Ambedkar’s views on Panchayati Raj were different from Gandhiji. Gandhiji believed that there would be decentralization of power through Panchayati Raj, which would give the village complete autonomy and establish a clean administration. Whereas Ambedkar believed that centralization of power rather than decentralization is necessary for the unity and integrity of the country. He said that by making the village a unit of governance, the existence of the person will be suppressed and he will only think of local interest and the village will develop as a base of communalism. Therefore, the revival of “village administration” will prove disastrous.
Ambedkar, looking at the possibilities of Dalit revival in Hinduism, tarnished the ground of reality and advised his followers to convert to Buddhism and in the last days, he himself adopted Buddhism.
In the political arena, Bhimrao Ambedkar was in favor of the right and freedom of the individual. He was in favor of the liberal form of the state. He was a supporter of the liberal nature of the state and the system of parliamentary governance and was in favor of the welfare state. Ambedkar believed in the separation of powers of governance and considered democracy as the best governance.
Views on democracy
According to Bhimrao Ambedkar, democracy is not only a system of governance but also a way for people to live together. According to them, public decisions are taken in democracy through independent discussion. According to Dr. Ambedkar, economic and social democracy is a precondition for the success of political democracy. According to them, independent governance and democracy are real when the principle of limited government is applicable.
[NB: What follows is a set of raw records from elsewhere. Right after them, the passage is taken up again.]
/*
MIT License

Copyright (c) 2021 Philipp Schuster

Permission is hereby granted, free of charge, to any person obtaining a copy
of this software and associated documentation files (the "Software"), to deal
in the Software without restriction, including without limitation the rights
to use, copy, modify, merge, publish, distribute, sublicense, and/or sell
copies of the Software, and to permit persons to whom the Software is
furnished to do so, subject to the following conditions:

The above copyright notice and this permission notice shall be included in all
copies or substantial portions of the Software.

THE SOFTWARE IS PROVIDED "AS IS", WITHOUT WARRANTY OF ANY KIND, EXPRESS OR
IMPLIED, INCLUDING BUT NOT LIMITED TO THE WARRANTIES OF MERCHANTABILITY,
FITNESS FOR A PARTICULAR PURPOSE AND NONINFRINGEMENT. IN NO EVENT SHALL THE
AUTHORS OR COPYRIGHT HOLDERS BE LIABLE FOR ANY CLAIM, DAMAGES OR OTHER
LIABILITY, WHETHER IN AN ACTION OF CONTRACT, TORT OR OTHERWISE, ARISING FROM,
OUT OF OR IN CONNECTION WITH THE SOFTWARE OR THE USE OR OTHER DEALINGS IN THE
SOFTWARE.
*/

//! Process wide bookkeeping of live timers, so that timers can be cleared by
//! their numeric ID as in Javascript (`clearInterval(id)`), even after their
//! handle was dropped.

use std::collections::BTreeMap;
use std::fmt;
use std::sync::atomic::{AtomicU64, Ordering};
use std::sync::{Arc, Condvar, Mutex, MutexGuard, PoisonError};
use std::time::{Duration, Instant};
use tokio::sync::Notify;
use tracing::debug;

static TIMER_REGISTRY: TimerRegistry = TimerRegistry::new();

/// Unique numeric ID of a timer. Similar to the number returned by
/// `setInterval` in Javascript.
#[derive(Debug, Clone, Copy, PartialEq, Eq, PartialOrd, Ord, Hash)]
pub struct TimerId(u64);

impl TimerId {
    /// The raw numeric value.
    pub fn as_u64(self) -> u64 {
        self.0
    }
}

impl fmt::Display for TimerId {
    fn fmt(&self, f: &mut fmt::Formatter<'_>) -> fmt::Result {
        write!(f, "{}", self.0)
    }
}

impl From<TimerId> for u64 {
    fn from(id: TimerId) -> Self {
        id.0
    }
}

#[derive(Debug, Clone, Copy, PartialEq, Eq)]
enum TokenState {
    /// Waiting or repeating.
    Armed,
    /// A delayed timer has started its single invocation.
    Committed,
    Cancelled,
}

/// Shared between a timer, its handle and the registry. Blocking timers sleep on
/// the condvar, async timers on the [`Notify`]; [`CancelToken::cancel`] wakes both.
pub(crate) struct CancelToken {
    state: Mutex<TokenState>,
    wakeup: Condvar,
    notify: Notify,
}

impl CancelToken {
    fn new() -> Self {
        Self {
            state: Mutex::new(TokenState::Armed),
            wakeup: Condvar::new(),
            notify: Notify::new(),
        }
    }

    fn lock(&self) -> MutexGuard<'_, TokenState> {
        // the state is a plain enum, it can't be left half-written
        self.state.lock().unwrap_or_else(PoisonError::into_inner)
    }

    /// Cancels the timer. Returns `false` if it was already cancelled or if a
    /// delayed timer already committed to its invocation.
    pub(crate) fn cancel(&self) -> bool {
        {
            let mut state = self.lock();
            if *state != TokenState::Armed {
                return false;
            }
            *state = TokenState::Cancelled;
        }
        self.wakeup.notify_all();
        self.notify.notify_waiters();
        true
    }

    pub(crate) fn is_cancelled(&self) -> bool {
        *self.lock() == TokenState::Cancelled
    }

    /// Called by a delayed timer right before it invokes its callback. After a
    /// successful commit, [`CancelToken::cancel`] has no effect anymore.
    pub(crate) fn commit(&self) -> bool {
        let mut state = self.lock();
        match *state {
            TokenState::Armed => {
                *state = TokenState::Committed;
                true
            }
            TokenState::Committed => true,
            TokenState::Cancelled => false,
        }
    }

    /// Blocks the current thread for `dur` or until the timer gets cancelled.
    /// Returns `true` if the timer was cancelled. A `dur` too large to be
    /// represented as a deadline sleeps until cancelled.
    pub(crate) fn sleep(&self, dur: Duration) -> bool {
        let deadline = Instant::now().checked_add(dur);
        let mut state = self.lock();
        loop {
            if *state == TokenState::Cancelled {
                return true;
            }
            // spurious wakeups just go around the loop again
            state = match deadline {
                Some(deadline) => {
                    let now = Instant::now();
                    if now >= deadline {
                        return false;
                    }
                    self.wakeup
                        .wait_timeout(state, deadline - now)
                        .unwrap_or_else(PoisonError::into_inner)
                        .0
                }
                None => self
                    .wakeup
                    .wait(state)
                    .unwrap_or_else(PoisonError::into_inner),
            };
        }
    }

    /// Completes once the timer gets cancelled.
    pub(crate) async fn cancelled(&self) {
        loop {
            // `notify_waiters` reaches a `Notified` future from the moment it
            // is created, so creating it before checking the flag can't miss a
            // cancellation.
            let notified = self.notify.notified();
            if self.is_cancelled() {
                return;
            }
            notified.await;
        }
    }
}

/// **INTERNAL** Assigns unique IDs to timers and remembers the cancel tokens of
/// all timers that are still running.
struct TimerRegistry {
    /// Monotonic incrementing counter used for timer IDs.
    counter: AtomicU64,
    /// Contains only the timers that are running and not finished yet.
    running: Mutex<BTreeMap<u64, Arc<CancelToken>>>,
}

impl TimerRegistry {
    const fn new() -> Self {
        Self {
            counter: AtomicU64::new(0),
            running: Mutex::new(BTreeMap::new()),
        }
    }

    fn running(&self) -> MutexGuard<'_, BTreeMap<u64, Arc<CancelToken>>> {
        self.running.lock().unwrap_or_else(PoisonError::into_inner)
    }
}

/// Registration of one timer. Unregisters the timer when dropped, which the
/// timer thread or task does when it ends, even if it unwinds.
pub(crate) struct Registration {
    id: TimerId,
    token: Arc<CancelToken>,
}

impl Registration {
    pub(crate) fn id(&self) -> TimerId {
        self.id
    }

    pub(crate) fn token(&self) -> &Arc<CancelToken> {
        &self.token
    }
}

impl Drop for Registration {
    fn drop(&mut self) {
        TIMER_REGISTRY.running().remove(&self.id.0);
    }
}

/// Acquires a new ID and registers a fresh cancel token under it.
pub(crate) fn register() -> Registration {
    let id = TIMER_REGISTRY.counter.fetch_add(1, Ordering::SeqCst);
    let token = Arc::new(CancelToken::new());
    // dedicated scope -> early drop lock
    {
        let mut map = TIMER_REGISTRY.running();
        map.insert(id, token.clone());
    }
    Registration {
        id: TimerId(id),
        token,
    }
}

fn cancel_by_id(id: TimerId) -> bool {
    // clone the token out so the registry lock isn't held while waking timers
    let token = TIMER_REGISTRY.running().get(&id.0).cloned();
    match token {
        Some(token) => {
            let cancelled = token.cancel();
            if cancelled {
                debug!(timer = %id, "timer cleared by id");
            }
            cancelled
        }
        None => false,
    }
}

/// Clears an interval that was created via [`crate::set_interval!`] (or any
/// other repeating timer) by its ID. As in Javascript, an unknown or already
/// finished ID is silently ignored; the return value tells whether a running
/// timer was cancelled.
pub fn clear_interval(id: TimerId) -> bool {
    cancel_by_id(id)
}

/// Clears a timeout that was created via [`crate::set_timeout!`] (or any other
/// delayed timer) by its ID. Returns `false` if the ID is unknown or if the
/// timeout already fired.
pub fn clear_timeout(id: TimerId) -> bool {
    cancel_by_id(id)
}

/// Number of timers that are currently registered, i.e. started and not yet
/// finished.
pub fn active_timers() -> usize {
    TIMER_REGISTRY.running().len()
}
In this context, he supported constitutional democracy. He has also given some characteristics of democracy in which –
Democracy should be elected, not hereditary.
The elected must gain the trust and renewal of the public.
In democracy, no person can claim to be omniscient.
Establishment of social, economic democracy is necessary before political democracy.
Dr. Ambedkar supported the heavy industries and in the context of ending the economic exploitation, handed over the management of the original industries to the state. He was a supporter of the mixed economy. It was proposed that agriculture should become the industry of the state, that is, by giving compensation to the agricultural owners, tenants, etc., the state should acquire land and collectively cultivate it. Thus Bhimrao supported cooperative agriculture.